/*!
Construction de sorties `ubus-cli`

Reproduit le format renvoyé par le device : ligne d'invite `> <path>`,
lignes marqueurs d'objet (`Path.`), puis `Path.Param="valeur"`.
*/

/// Dump d'un sous-arbre, lignes dans l'ordre d'ajout
#[derive(Debug, Clone, Default)]
pub struct UbusDump {
    lines: Vec<String>,
}

impl UbusDump {
    pub fn new(query: &str) -> Self {
        Self { lines: vec![format!("> {query}")] }
    }

    /// Marqueur d'objet `Path.`
    pub fn object(mut self, path: &str) -> Self {
        self.lines.push(format!("{path}."));
        self
    }

    /// Paramètre chaîne, quoté comme le fait le device
    pub fn text(mut self, key: &str, value: &str) -> Self {
        self.lines.push(format!("{key}=\"{value}\""));
        self
    }

    /// Paramètre numérique/booléen, non quoté
    pub fn raw(mut self, key: &str, value: impl std::fmt::Display) -> Self {
        self.lines.push(format!("{key}={value}"));
        self
    }

    pub fn render(&self) -> String {
        let mut out = self.lines.join("\n");
        out.push('\n');
        out
    }

    /// `SoftwareModules.?` avec les deux compteurs
    pub fn software_modules(deployment_units: usize, execution_units: usize) -> Self {
        Self::new("SoftwareModules.?")
            .object("SoftwareModules")
            .raw("SoftwareModules.DeploymentUnitNumberOfEntries", deployment_units)
            .raw("SoftwareModules.ExecutionEnvNumberOfEntries", 1)
            .raw("SoftwareModules.ExecutionUnitNumberOfEntries", execution_units)
    }

    pub fn deployment_unit(index: usize, duid: &str, name: &str, url: &str) -> Self {
        let p = format!("SoftwareModules.DeploymentUnit.{index}");
        Self::new(&format!("{p}.?"))
            .object(&p)
            .text(&format!("{p}.Alias"), &format!("cpe-{name}"))
            .text(&format!("{p}.DUID"), duid)
            .text(&format!("{p}.Description"), &format!("{name} container"))
            .text(&format!("{p}.Installed"), "2024-05-01T10:00:00Z")
            .text(&format!("{p}.LastUpdate"), "2024-05-01T10:00:00Z")
            .text(&format!("{p}.Name"), name)
            .text(&format!("{p}.Status"), "Installed")
            .text(&format!("{p}.URL"), url)
            .text(&format!("{p}.UUID"), duid)
            .text(&format!("{p}.Vendor"), "acme")
            .text(&format!("{p}.Version"), "1.0")
    }

    pub fn execution_unit(index: usize, euid: &str, status: &str) -> Self {
        let p = format!("SoftwareModules.ExecutionUnit.{index}");
        Self::new(&format!("{p}.?"))
            .object(&p)
            .text(&format!("{p}.Alias"), &format!("eu-{euid}"))
            .text(&format!("{p}.EUID"), euid)
            .text(&format!("{p}.LastUpdate"), "2024-05-02T08:00:00Z")
            .text(&format!("{p}.Name"), euid)
            .text(&format!("{p}.Status"), status)
    }

    /// `X_TINNO-COM_SelfHeal.?` : seuils + historique (raison, date)
    pub fn selfheal(cpu: i64, memory: i64, reboots: &[(&str, &str)]) -> Self {
        let root = "X_TINNO-COM_SelfHeal";
        let mut dump = Self::new(&format!("{root}.?"))
            .object(root)
            .raw(&format!("{root}.AvgCPUThreshold"), cpu)
            .raw(&format!("{root}.AvgMemoryThreshold"), memory)
            .raw(&format!("{root}.Enable"), 1)
            .raw(&format!("{root}.RebootNumberOfEntries"), reboots.len());
        for (i, (reason, time)) in reboots.iter().enumerate() {
            let p = format!("{root}.Reboot.{}", i + 1);
            dump = dump.object(&p).text(&format!("{p}.Reason"), reason).text(&format!("{p}.Time"), time);
        }
        dump
    }
}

Exercise objective
Print exactly the lines above, between the one holding "pub struct UbusDump" and the one holding "pub fn raw(mut", inclusive, and nothing besides.

Result
pub struct UbusDump {
    lines: Vec<String>,
}

impl UbusDump {
    pub fn new(query: &str) -> Self {
        Self { lines: vec![format!("> {query}")] }
    }

    /// Marqueur d'objet `Path.`
    pub fn object(mut self, path: &str) -> Self {
        self.lines.push(format!("{path}."));
        self
    }

    /// Paramètre chaîne, quoté comme le fait le device
    pub fn text(mut self, key: &str, value: &str) -> Self {
        self.lines.push(format!("{key}=\"{value}\""));
        self
    }

    /// Paramètre numérique/booléen, non quoté
    pub fn raw(mut self, key: &str, value: impl std::fmt::Display) -> Self {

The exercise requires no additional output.